The upcoming election is undoubtedly an anxiety provoking time. However, it also provides an opportunity to question the type of society we want to live in, to bring Jewish ethics into public consciousness and to take Jewish values to the ballot box.

We must therefore resist the temptation to pull up our drawbridges.

The Jewish Council for Racial Equality (JCore) has launched its election-pledge campaign, which has since been endorsed by the Board of Deputies. 

JCore’s campaign calls on parliamentary candidates to show their commitment to social justice by pledging to champion six proposals.
The first three proposals call for asylum seekers to have the right to work, to reunite refugee families, and to create a properly funded programme to resettle unaccompanied refugee children and young people.

Not once but 36 times does the Torah instruct us on the way in which we treat strangers: “Love the stranger, for you were once strangers in the Land of Egypt” (Deuteronomy 10:19).

According to Lord Sacks: “A stranger is one we are taught to love precisely because he is not like us. That is the Torah’s repeated and most powerful command.

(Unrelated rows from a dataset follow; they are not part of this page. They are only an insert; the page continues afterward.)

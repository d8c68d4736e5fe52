use std::{
    cmp::Ordering,
    fmt,
    ops::{Add, AddAssign, Neg, Sub, SubAssign},
};

use serde::{Deserialize, Serialize};

use crate::EngineError;

/// Absolute tolerance below which a balance is treated as zero.
///
/// Positions are real-valued currency figures, so repeated additions and
/// subtractions can leave a tiny residue where an exact computation would
/// give zero. Every comparison of an [`Amount`] against zero goes through
/// this tolerance. The tolerance is absolute, not relative: currency has a
/// fixed useful resolution (well below a cent) regardless of how large the
/// balance is.
pub const EPSILON: f64 = 1e-6;

/// Signed currency amount with tolerance-checked zero comparisons.
///
/// Use this type for **all** monetary values in the engine (positions,
/// transfer amounts, expense records). The sign convention is:
/// - positive = is owed money / incoming
/// - negative = owes money / outgoing
///
/// Construction validates the figure, so a `NaN` or infinity never enters
/// the engine:
///
/// ```rust
/// use engine::Amount;
///
/// let amount = Amount::new(12.34).unwrap();
/// assert_eq!(amount.to_string(), "12.34");
/// assert!(Amount::new(f64::NAN).is_err());
/// assert!(Amount::new(f64::INFINITY).is_err());
/// ```
#[derive(Clone, Copy, Debug, Default, PartialEq, PartialOrd, Serialize, Deserialize)]
#[serde(try_from = "f64", into = "f64")]
#[repr(transparent)]
pub struct Amount(f64);

impl Amount {
    pub const ZERO: Amount = Amount(0.0);

    /// Creates a new amount from a raw figure.
    ///
    /// # Errors
    ///
    /// [`EngineError::InvalidAmount`] if the value is not finite.
    pub fn new(value: f64) -> Result<Amount, EngineError> {
        if !value.is_finite() {
            return Err(EngineError::InvalidAmount(format!(
                "expected a finite currency figure, got {value}"
            )));
        }
        Ok(Amount(value))
    }

    /// Returns the raw value.
    #[must_use]
    pub const fn value(self) -> f64 {
        self.0
    }

    /// Returns `true` if the amount is within [`EPSILON`] of zero.
    #[must_use]
    pub fn is_settled(self) -> bool {
        self.0.abs() <= EPSILON
    }

    /// Returns `true` if the amount is above the tolerance.
    #[must_use]
    pub fn is_positive(self) -> bool {
        self.0 > EPSILON
    }

    /// Returns `true` if the amount is below the negated tolerance.
    #[must_use]
    pub fn is_negative(self) -> bool {
        self.0 < -EPSILON
    }

    /// Returns the absolute value.
    #[must_use]
    pub fn abs(self) -> Amount {
        Amount(self.0.abs())
    }

    /// Returns the smaller of two amounts.
    #[must_use]
    pub fn min(self, other: Amount) -> Amount {
        if self.0 <= other.0 { self } else { other }
    }

    /// Total ordering over the raw value. Finite values only (guaranteed by
    /// construction), so this agrees with the usual numeric order.
    #[must_use]
    pub fn total_cmp(&self, other: &Amount) -> Ordering {
        self.0.total_cmp(&other.0)
    }
}

impl fmt::Display for Amount {
    fn fmt(&self, f: &mut fmt::Formatter<'_>) -> fmt::Result {
        write!(f, "{:.2}", self.0)
    }
}

impl TryFrom<f64> for Amount {
    type Error = EngineError;

    fn try_from(value: f64) -> Result<Self, Self::Error> {
        Amount::new(value)
    }
}

impl From<Amount> for f64 {
    fn from(value: Amount) -> Self {
        value.0
    }
}

impl Add for Amount {
    type Output = Amount;

    fn add(self, rhs: Amount) -> Self::Output {
        Amount(self.0 + rhs.0)
    }
}

impl AddAssign for Amount {
    fn add_assign(&mut self, rhs: Amount) {
        self.0 += rhs.0;
    }
}

impl Sub for Amount {
    type Output = Amount;

    fn sub(self, rhs: Amount) -> Self::Output {
        Amount(self.0 - rhs.0)
    }
}

impl SubAssign for Amount {
    fn sub_assign(&mut self, rhs: Amount) {
        self.0 -= rhs.0;
    }
}

impl Neg for Amount {
    type Output = Amount;

    fn neg(self) -> Self::Output {
        Amount(-self.0)
    }
}
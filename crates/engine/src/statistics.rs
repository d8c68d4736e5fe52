//! Balance queries over recorded expenses.
//!
//! Expense records are persisted outside the engine; these helpers compute
//! the aggregates the API layer serves from a snapshot of records. A record
//! belongs to its owner and optionally names a counterparty: the owner sees
//! the amount as stored, the counterparty sees it negated, and a private
//! record is invisible to the counterparty.
use std::collections::HashMap;

use chrono::{DateTime, Days, NaiveDate, Utc};
use serde::{Deserialize, Serialize};

use crate::{Amount, EngineError, ResultEngine, Transfer};

/// A recorded expense between two users.
///
/// `amount` is signed from the owner's perspective: positive means the
/// counterparty owes the owner, negative means the owner owes. A record
/// without a counterparty is a personal expense and only ever affects the
/// owner's own totals.
#[derive(Clone, Debug, PartialEq, Serialize, Deserialize)]
pub struct Expense {
    pub owner: String,
    pub counterparty: Option<String>,
    pub amount: Amount,
    pub category: String,
    pub occurred_at: DateTime<Utc>,
    pub private: bool,
}

/// Incoming, outgoing and net totals for one user.
#[derive(Clone, Copy, Debug, Default, PartialEq, Serialize, Deserialize)]
pub struct BalanceSummary {
    pub incoming: Amount,
    pub outgoing: Amount,
    pub total: Amount,
}

/// Received/paid totals for one day.
#[derive(Clone, Debug, PartialEq, Serialize, Deserialize)]
pub struct DailyTotals {
    pub date: NaiveDate,
    pub received: Amount,
    pub paid: Amount,
}

/// Signed amount of a record as seen by `viewer`, if visible to them.
fn viewed_amount(viewer: &str, expense: &Expense) -> Option<Amount> {
    if expense.owner == viewer {
        return Some(expense.amount);
    }
    match &expense.counterparty {
        Some(counterparty) if counterparty == viewer && !expense.private => Some(-expense.amount),
        _ => None,
    }
}

/// Net amount per counterparty, from the viewer's perspective.
///
/// Positive means that counterparty owes the viewer. Personal expenses
/// (no counterparty) and records hidden from the viewer are skipped.
pub fn counterparty_balances(viewer: &str, expenses: &[Expense]) -> HashMap<String, Amount> {
    let mut balances: HashMap<String, Amount> = HashMap::new();
    for expense in expenses {
        let Some(amount) = viewed_amount(viewer, expense) else {
            continue;
        };
        let other = if expense.owner == viewer {
            match &expense.counterparty {
                Some(counterparty) => counterparty.clone(),
                None => continue,
            }
        } else {
            expense.owner.clone()
        };
        *balances.entry(other).or_insert(Amount::ZERO) += amount;
    }
    balances
}

/// Totals over every record visible to the viewer.
///
/// `incoming` collects the positive side, `outgoing` the negative side,
/// `total` their sum.
pub fn balance_summary(viewer: &str, expenses: &[Expense]) -> BalanceSummary {
    let mut summary = BalanceSummary::default();
    for expense in expenses {
        let Some(amount) = viewed_amount(viewer, expense) else {
            continue;
        };
        if amount.is_positive() {
            summary.incoming += amount;
        } else {
            summary.outgoing += amount;
        }
        summary.total += amount;
    }
    summary
}

/// Received/paid totals per day over an inclusive date range.
///
/// Returns one bucket per day from `from` to `to`, in order, including days
/// without records. Records outside the range are skipped.
///
/// # Errors
///
/// [`EngineError::InvalidAmount`] if `to` precedes `from`.
pub fn daily_breakdown(
    viewer: &str,
    expenses: &[Expense],
    from: NaiveDate,
    to: NaiveDate,
) -> ResultEngine<Vec<DailyTotals>> {
    if to < from {
        return Err(EngineError::InvalidAmount(format!(
            "invalid date range: {from} is after {to}"
        )));
    }

    let days = (to - from).num_days() as usize + 1;
    let mut buckets: Vec<DailyTotals> = (0..days)
        .map(|offset| DailyTotals {
            date: from + Days::new(offset as u64),
            received: Amount::ZERO,
            paid: Amount::ZERO,
        })
        .collect();

    for expense in expenses {
        let Some(amount) = viewed_amount(viewer, expense) else {
            continue;
        };
        let date = expense.occurred_at.date_naive();
        if date < from || date > to {
            continue;
        }
        let bucket = &mut buckets[(date - from).num_days() as usize];
        if amount.is_negative() {
            bucket.paid += amount;
        } else {
            bucket.received += amount;
        }
    }

    Ok(buckets)
}

/// Builds the expense records that persist one event settlement.
///
/// One record per transfer, owned by the debtor and carrying the debtor's
/// negative amount, so the viewer-perspective queries read a settlement the
/// same way on both sides.
pub fn settlement_expenses(
    event_name: &str,
    occurred_at: DateTime<Utc>,
    transfers: &[Transfer],
) -> Vec<Expense> {
    transfers
        .iter()
        .map(|transfer| Expense {
            owner: transfer.payer.clone(),
            counterparty: Some(transfer.payee.clone()),
            amount: -transfer.amount,
            category: event_name.to_string(),
            occurred_at,
            private: false,
        })
        .collect()
}
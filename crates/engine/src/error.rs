//! The module contains the errors the engine can throw.
//!
//! The errors are:
//!
//! - [`InvalidAmount`] thrown when a numeric input is not a valid currency
//!   figure.
//! - [`UnbalancedLedger`] thrown when the net positions of an event do not
//!   sum to zero.
//!
//!  [`InvalidAmount`]: EngineError::InvalidAmount
//!  [`UnbalancedLedger`]: EngineError::UnbalancedLedger
use thiserror::Error;

/// Engine custom errors.
#[derive(Error, Debug, Clone, PartialEq)]
pub enum EngineError {
    #[error("Invalid amount: {0}")]
    InvalidAmount(String),
    #[error("Unbalanced ledger: {0}")]
    UnbalancedLedger(String),
}
use crate::RunResult;
use std::time::Instant;

/// Sequential matrix multiplication using i-j-k loop order.
///
/// This is the textbook triple-loop implementation with no concurrency
/// at all. It is deliberately kept naive: every parallel strategy is
/// measured against it, and the equivalence tests compare against its
/// output. Always reports 1 thread.
///
/// # Arguments
///
/// * `a` - Matrix A (n × n), row-major
/// * `b` - Matrix B (n × n), row-major
/// * `c` - Matrix C (n × n), row-major, accumulated into (C += A * B),
///   pre-zeroed by the caller
pub fn matmul_sequential(a: &[f64], b: &[f64], c: &mut [f64], n: usize) -> RunResult {
    let start = Instant::now();

    for i in 0..n {
        for j in 0..n {
            for k in 0..n {
                c[i * n + j] += a[i * n + k] * b[k * n + j];
            }
        }
    }

    RunResult {
        elapsed: start.elapsed().as_secs_f64(),
        threads: 1,
    }
}

#[cfg(test)]
mod tests {
    use super::*;

    #[test]
    fn test_2x2_known_product() {
        let a = vec![1.0, 2.0, 3.0, 4.0];
        let b = vec![5.0, 6.0, 7.0, 8.0];
        let mut c = vec![0.0; 4];

        let result = matmul_sequential(&a, &b, &mut c, 2);

        assert_eq!(c, vec![19.0, 22.0, 43.0, 50.0]);
        assert_eq!(result.threads, 1);
    }

    #[test]
    fn test_accumulates_into_nonzero_c() {
        let a = vec![1.0; 4];
        let b = vec![1.0; 4];
        let mut c = vec![5.0; 4];

        matmul_sequential(&a, &b, &mut c, 2);

        // C += A*B, so each cell is 5 + 2
        assert_eq!(c, vec![7.0; 4]);
    }
}
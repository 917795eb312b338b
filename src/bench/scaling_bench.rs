//! Criterion benchmarks comparing the three strategies.

use criterion::{criterion_group, criterion_main, BenchmarkId, Criterion};
use matscale::blocked::tiled::matmul_blocked;
use matscale::matmul_sequential;
use matscale::matrix::init::fill_random;
use matscale::threaded::row_parallel::matmul_row_parallel;

fn bench_strategies(c: &mut Criterion) {
    let n = 256;
    let neib = 32;

    let mut a = vec![0.0; n * n];
    let mut b = vec![0.0; n * n];
    fill_random(&mut a);
    fill_random(&mut b);

    let mut group = c.benchmark_group("matmul_256");
    group.sample_size(10);

    group.bench_function("sequential", |bench| {
        bench.iter(|| {
            let mut out = vec![0.0; n * n];
            matmul_sequential(&a, &b, &mut out, n);
            out
        })
    });

    for threads in [1, 2, 4, 8] {
        group.bench_with_input(BenchmarkId::new("standard", threads), &threads, |bench, &t| {
            bench.iter(|| {
                let mut out = vec![0.0; n * n];
                matmul_row_parallel(&a, &b, &mut out, n, t);
                out
            })
        });

        group.bench_with_input(BenchmarkId::new("blocked", threads), &threads, |bench, &t| {
            bench.iter(|| {
                let mut out = vec![0.0; n * n];
                matmul_blocked(&a, &b, &mut out, n, neib, t).unwrap();
                out
            })
        });
    }

    group.finish();
}

criterion_group!(benches, bench_strategies);
criterion_main!(benches);
//! Row-parallel multiplication.
//!
//! The flat strategy: same triple loop as the sequential baseline, with
//! the outer row loop split into contiguous, disjoint chunks across a
//! scoped thread team. Each worker owns an exclusive sub-slice of C, so
//! no synchronization is needed beyond the join at scope exit.

pub mod row_parallel;
//! Blocked multiply: sequential block-row sweep, block-columns per thread.

use crate::error::ConfigError;
use crate::threaded::row_parallel::chunk_bounds;
use crate::RunResult;
use std::thread;
use std::time::Instant;

/// Cache-blocked matrix multiplication.
///
/// Splits each dimension into `nb = n / neib` blocks of side `neib`.
/// The block-row index p advances sequentially; for each p, the
/// block-column indices q are split into contiguous disjoint ranges
/// across a scoped thread team, and every worker sweeps all
/// block-contraction indices r for its own q range before the team
/// joins. Ownership by block-column means two workers never touch the
/// same cell of C, and within one worker the r sweep accumulates in
/// ascending k order, so the output matches the sequential baseline
/// bit for bit.
///
/// Returns [`ConfigError::BlockSize`] before doing any work when `neib`
/// does not evenly divide `n`. A requested thread count of 0 is clamped
/// to 1, and counts above `nb` are clamped to `nb`; the clamped count is
/// what the result reports.
pub fn matmul_blocked(
    a: &[f64],
    b: &[f64],
    c: &mut [f64],
    n: usize,
    neib: usize,
    num_threads: usize,
) -> Result<RunResult, ConfigError> {
    if neib == 0 {
        return Err(ConfigError::ZeroBlockSize);
    }
    if n % neib != 0 {
        return Err(ConfigError::BlockSize { n, neib });
    }

    let nb = n / neib;
    let threads = num_threads.max(1).min(nb);

    let c_out = OutPtr(c.as_mut_ptr());

    let start = Instant::now();

    for p in 0..nb {
        thread::scope(|s| {
            for tid in 0..threads {
                let (q_start, q_end) = chunk_bounds(nb, threads, tid);

                s.spawn(move || {
                    // Safety: for this p, a worker touches only cells with
                    // row in p*neib..(p+1)*neib and column inside its own q
                    // range, every write goes through a per-cell offset (no
                    // whole-grid slice is ever formed), and the scope joins
                    // before the next p starts.
                    unsafe {
                        multiply_block_columns(a, b, c_out, n, neib, nb, p, q_start, q_end);
                    }
                });
            }
        });
    }

    Ok(RunResult {
        elapsed: start.elapsed().as_secs_f64(),
        threads,
    })
}

/// Base pointer of C, sendable into the scoped workers.
///
/// Workers index it cell by cell; no `&mut` over the full grid ever
/// exists, so the exclusive regions never alias even formally.
#[derive(Clone, Copy)]
struct OutPtr(*mut f64);

unsafe impl Send for OutPtr {}

/// The tile loop for one worker: all (q, r) block pairs with q in
/// `q_start..q_end`, each expanding to a full neib³ multiply-accumulate.
///
/// The per-cell accumulation stays in ascending k order, matching the
/// sequential baseline exactly.
///
/// # Safety
///
/// `c` must point at an n×n matrix, and no other thread may write any
/// cell with a column inside `q_start * neib..q_end * neib` while this
/// runs.
#[allow(clippy::too_many_arguments)]
unsafe fn multiply_block_columns(
    a: &[f64],
    b: &[f64],
    c: OutPtr,
    n: usize,
    neib: usize,
    nb: usize,
    p: usize,
    q_start: usize,
    q_end: usize,
) {
    for q in q_start..q_end {
        for r in 0..nb {
            for i in p * neib..(p + 1) * neib {
                for j in q * neib..(q + 1) * neib {
                    let cell = unsafe { c.0.add(i * n + j) };
                    for k in r * neib..(r + 1) * neib {
                        unsafe {
                            *cell += a[i * n + k] * b[k * n + j];
                        }
                    }
                }
            }
        }
    }
}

I believe it to be the greatest religious truth articulated in the past 4,000 years.”

Each month, at my synagogue’s drop-in for asylum seekers, I meet families who, having escaped persecution, have been waiting for a decision on their asylum application for over 10 years.

As I speak to Mohammed, whose family has been waiting in limbo for 16 years, squashed together in rat-infested accommodation and prohibited by law from finding a job, my mind turns to my family, and the families of so many Jewish people, who were once immigrants. Is this the type of society we want to live in?

JCore’s final three proposals are to protect the Race Disparity Unit, which monitors racial inequality, to fund a permanent memorial to victims of the transatlantic slave trade and to ensure that all political parties have clear and transparent procedures for dealing with all forms of racism, including antisemitism, Islamophobia and anti-black racism.

All of JCore’s proposals have, as their common thread, the principles of respect, compassion, justice and dignity for every member of society. They go to the very heart of the way in which we treat one another.

JCore is asking election candidates to sign the pledge and share it on social media. It is also providing a list of questions to ask on the doorstep and at hustings.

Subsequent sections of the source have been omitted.